-- Working data follows --
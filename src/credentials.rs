//! Session persistence over durable storage.
//!
//! SYSTEM CONTEXT
//! ==============
//! The credential store is the single owner of the session. The HTTP context
//! writes the access credential through it, the auth service writes the whole
//! session on login, and the navigation guard reads presence of the access
//! credential as the only authentication signal.
//!
//! STORAGE KEYS
//! ============
//! `access_token`, `refresh_token`, `user` (JSON). Older sessions wrote the
//! access credential under `token`; it is still honoured on read and migrated
//! to `access_token` the first time it is seen.

use std::sync::Arc;

use serde::{Deserialize, Serialize};

use crate::error::StorageError;
use crate::storage::Storage;

pub const ACCESS_TOKEN_KEY: &str = "access_token";
pub const REFRESH_TOKEN_KEY: &str = "refresh_token";
pub const USER_KEY: &str = "user";
pub const LEGACY_TOKEN_KEY: &str = "token";

/// The user record returned by the backend at login.
///
/// Only `id` is required; everything the backend sends beyond the known
/// fields is kept in `extra` so the stored JSON round-trips unchanged.
#[derive(Debug, Clone, PartialEq, Serialize, Deserialize)]
pub struct UserRecord {
    pub id: serde_json::Value,
    #[serde(default, skip_serializing_if = "Option::is_none")]
    pub username: Option<String>,
    #[serde(default, skip_serializing_if = "Option::is_none")]
    pub email: Option<String>,
    #[serde(default, skip_serializing_if = "Option::is_none")]
    pub role: Option<String>,
    #[serde(flatten)]
    pub extra: serde_json::Map<String, serde_json::Value>,
}

impl UserRecord {
    /// Display label: username when known, else the id.
    #[must_use]
    pub fn label(&self) -> String {
        match (&self.username, &self.id) {
            (Some(username), _) => username.clone(),
            (None, serde_json::Value::String(id)) => id.clone(),
            (None, other) => other.to_string(),
        }
    }
}

/// One authenticated session.
#[derive(Debug, Clone, PartialEq)]
pub struct Session {
    pub access_token: String,
    pub refresh_token: Option<String>,
    pub user: UserRecord,
}

#[derive(Clone)]
pub struct CredentialStore {
    storage: Arc<dyn Storage>,
}

impl std::fmt::Debug for CredentialStore {
    fn fmt(&self, f: &mut std::fmt::Formatter<'_>) -> std::fmt::Result {
        f.debug_struct("CredentialStore").finish_non_exhaustive()
    }
}

impl CredentialStore {
    #[must_use]
    pub fn new(storage: Arc<dyn Storage>) -> Self {
        Self { storage }
    }

    /// Persist a full session, replacing whatever was stored before.
    ///
    /// # Errors
    ///
    /// Returns an error if the storage backend fails.
    pub fn save_session(&self, session: &Session) -> Result<(), StorageError> {
        self.set_access_token(&session.access_token)?;
        match &session.refresh_token {
            Some(token) => self.storage.set(REFRESH_TOKEN_KEY, token)?,
            None => self.storage.remove(REFRESH_TOKEN_KEY)?,
        }
        self.set_user(&session.user)
    }

    /// Load the stored session, if an access credential is present.
    ///
    /// # Errors
    ///
    /// Returns an error if storage fails or the stored user is not valid JSON.
    pub fn load_session(&self) -> Result<Option<Session>, StorageError> {
        let Some(access_token) = self.access_token()? else {
            return Ok(None);
        };
        let Some(user) = self.user()? else {
            return Ok(None);
        };
        Ok(Some(Session { access_token, refresh_token: self.refresh_token()?, user }))
    }

    /// The stored access credential. A value found only under the legacy
    /// `token` key is moved to `access_token`.
    ///
    /// # Errors
    ///
    /// Returns an error if the storage backend fails.
    pub fn access_token(&self) -> Result<Option<String>, StorageError> {
        if let Some(token) = self.storage.get(ACCESS_TOKEN_KEY)? {
            return Ok(Some(token));
        }
        let Some(legacy) = self.storage.get(LEGACY_TOKEN_KEY)? else {
            return Ok(None);
        };
        tracing::debug!("migrating legacy token key to access_token");
        self.set_access_token(&legacy)?;
        Ok(Some(legacy))
    }

    /// # Errors
    ///
    /// Returns an error if the storage backend fails.
    pub fn set_access_token(&self, token: &str) -> Result<(), StorageError> {
        self.storage.set(ACCESS_TOKEN_KEY, token)?;
        self.storage.remove(LEGACY_TOKEN_KEY)
    }

    /// # Errors
    ///
    /// Returns an error if the storage backend fails.
    pub fn clear_access_token(&self) -> Result<(), StorageError> {
        self.storage.remove(ACCESS_TOKEN_KEY)?;
        self.storage.remove(LEGACY_TOKEN_KEY)
    }

    /// # Errors
    ///
    /// Returns an error if the storage backend fails.
    pub fn refresh_token(&self) -> Result<Option<String>, StorageError> {
        self.storage.get(REFRESH_TOKEN_KEY)
    }

    /// # Errors
    ///
    /// Returns an error if the storage backend fails or the record is corrupt.
    pub fn user(&self) -> Result<Option<UserRecord>, StorageError> {
        match self.storage.get(USER_KEY)? {
            Some(raw) => Ok(Some(serde_json::from_str(&raw)?)),
            None => Ok(None),
        }
    }

    /// # Errors
    ///
    /// Returns an error if the storage backend fails.
    pub fn set_user(&self, user: &UserRecord) -> Result<(), StorageError> {
        self.storage.set(USER_KEY, &serde_json::to_string(user)?)
    }

    /// Presence of an access credential. Storage failures read as signed out.
    #[must_use]
    pub fn is_authenticated(&self) -> bool {
        match self.access_token() {
            Ok(token) => token.is_some(),
            Err(e) => {
                tracing::warn!(error = %e, "credential storage unreadable; treating as signed out");
                false
            }
        }
    }

    /// Remove every session key. Idempotent.
    ///
    /// # Errors
    ///
    /// Returns an error if the storage backend fails.
    pub fn clear(&self) -> Result<(), StorageError> {
        self.clear_access_token()?;
        self.storage.remove(REFRESH_TOKEN_KEY)?;
        self.storage.remove(USER_KEY)
    }
}

#[cfg(test)]
#[path = "credentials_test.rs"]
mod credentials_test;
-- Working data concluded --
Every entry must be set down again exactly as it reads.

**Task solution:**
filename src/credentials.rs
//! Session persistence over durable storage.
//!
//! SYSTEM CONTEXT
//! ==============
//! The credential store is the single owner of the session. The HTTP context
//! writes the access credential through it, the auth service writes the whole
//! session on login, and the navigation guard reads presence of the access
//! credential as the only authentication signal.
//!
//! STORAGE KEYS
//! ============
//! `access_token`, `refresh_token`, `user` (JSON). Older sessions wrote the
//! access credential under `token`; it is still honoured on read and migrated
//! to `access_token` the first time it is seen.

use std::sync::Arc;

use serde::{Deserialize, Serialize};

use crate::error::StorageError;
use crate::storage::Storage;

pub const ACCESS_TOKEN_KEY: &str = "access_token";
pub const REFRESH_TOKEN_KEY: &str = "refresh_token";
pub const USER_KEY: &str = "user";
pub const LEGACY_TOKEN_KEY: &str = "token";

/// The user record returned by the backend at login.
///
/// Only `id` is required; everything the backend sends beyond the known
/// fields is kept in `extra` so the stored JSON round-trips unchanged.
#[derive(Debug, Clone, PartialEq, Serialize, Deserialize)]
pub struct UserRecord {
    pub id: serde_json::Value,
    #[serde(default, skip_serializing_if = "Option::is_none")]
    pub username: Option<String>,
    #[serde(default, skip_serializing_if = "Option::is_none")]
    pub email: Option<String>,
    #[serde(default, skip_serializing_if = "Option::is_none")]
    pub role: Option<String>,
    #[serde(flatten)]
    pub extra: serde_json::Map<String, serde_json::Value>,
}

impl UserRecord {
    /// Display label: username when known, else the id.
    #[must_use]
    pub fn label(&self) -> String {
        match (&self.username, &self.id) {
            (Some(username), _) => username.clone(),
            (None, serde_json::Value::String(id)) => id.clone(),
            (None, other) => other.to_string(),
        }
    }
}

/// One authenticated session.
#[derive(Debug, Clone, PartialEq)]
pub struct Session {
    pub access_token: String,
    pub refresh_token: Option<String>,
    pub user: UserRecord,
}

#[derive(Clone)]
pub struct CredentialStore {
    storage: Arc<dyn Storage>,
}

impl std::fmt::Debug for CredentialStore {
    fn fmt(&self, f: &mut std::fmt::Formatter<'_>) -> std::fmt::Result {
        f.debug_struct("CredentialStore").finish_non_exhaustive()
    }
}

impl CredentialStore {
    #[must_use]
    pub fn new(storage: Arc<dyn Storage>) -> Self {
        Self { storage }
    }

    /// Persist a full session, replacing whatever was stored before.
    ///
    /// # Errors
    ///
    /// Returns an error if the storage backend fails.
    pub fn save_session(&self, session: &Session) -> Result<(), StorageError> {
        self.set_access_token(&session.access_token)?;
        match &session.refresh_token {
            Some(token) => self.storage.set(REFRESH_TOKEN_KEY, token)?,
            None => self.storage.remove(REFRESH_TOKEN_KEY)?,
        }
        self.set_user(&session.user)
    }

    /// Load the stored session, if an access credential is present.
    ///
    /// # Errors
    ///
    /// Returns an error if storage fails or the stored user is not valid JSON.
    pub fn load_session(&self) -> Result<Option<Session>, StorageError> {
        let Some(access_token) = self.access_token()? else {
            return Ok(None);
        };
        let Some(user) = self.user()? else {
            return Ok(None);
        };
        Ok(Some(Session { access_token, refresh_token: self.refresh_token()?, user }))
    }

    /// The stored access credential. A value found only under the legacy
    /// `token` key is moved to `access_token`.
    ///
    /// # Errors
    ///
    /// Returns an error if the storage backend fails.
    pub fn access_token(&self) -> Result<Option<String>, StorageError> {
        if let Some(token) = self.storage.get(ACCESS_TOKEN_KEY)? {
            return Ok(Some(token));
        }
        let Some(legacy) = self.storage.get(LEGACY_TOKEN_KEY)? else {
            return Ok(None);
        };
        tracing::debug!("migrating legacy token key to access_token");
        self.set_access_token(&legacy)?;
        Ok(Some(legacy))
    }

    /// # Errors
    ///
    /// Returns an error if the storage backend fails.
    pub fn set_access_token(&self, token: &str) -> Result<(), StorageError> {
        self.storage.set(ACCESS_TOKEN_KEY, token)?;
        self.storage.remove(LEGACY_TOKEN_KEY)
    }

    /// # Errors
    ///
    /// Returns an error if the storage backend fails.
    pub fn clear_access_token(&self) -> Result<(), StorageError> {
        self.storage.remove(ACCESS_TOKEN_KEY)?;
        self.storage.remove(LEGACY_TOKEN_KEY)
    }

    /// # Errors
    ///
    /// Returns an error if the storage backend fails.
    pub fn refresh_token(&self) -> Result<Option<String>, StorageError> {
        self.storage.get(REFRESH_TOKEN_KEY)
    }

    /// # Errors
    ///
    /// Returns an error if the storage backend fails or the record is corrupt.
    pub fn user(&self) -> Result<Option<UserRecord>, StorageError> {
        match self.storage.get(USER_KEY)? {
            Some(raw) => Ok(Some(serde_json::from_str(&raw)?)),
            None => Ok(None),
        }
    }

    /// # Errors
    ///
    /// Returns an error if the storage backend fails.
    pub fn set_user(&self, user: &UserRecord) -> Result<(), StorageError> {
        self.storage.set(USER_KEY, &serde_json::to_string(user)?)
    }

    /// Presence of an access credential. Storage failures read as signed out.
    #[must_use]
    pub fn is_authenticated(&self) -> bool {
        match self.access_token() {
            Ok(token) => token.is_some(),
            Err(e) => {
                tracing::warn!(error = %e, "credential storage unreadable; treating as signed out");
                false
            }
        }
    }

    /// Remove every session key. Idempotent.
    ///
    /// # Errors
    ///
    /// Returns an error if the storage backend fails.
    pub fn clear(&self) -> Result<(), StorageError> {
        self.clear_access_token()?;
        self.storage.remove(REFRESH_TOKEN_KEY)?;
        self.storage.remove(USER_KEY)
    }
}

#[cfg(test)]
#[path = "credentials_test.rs"]
mod credentials_test;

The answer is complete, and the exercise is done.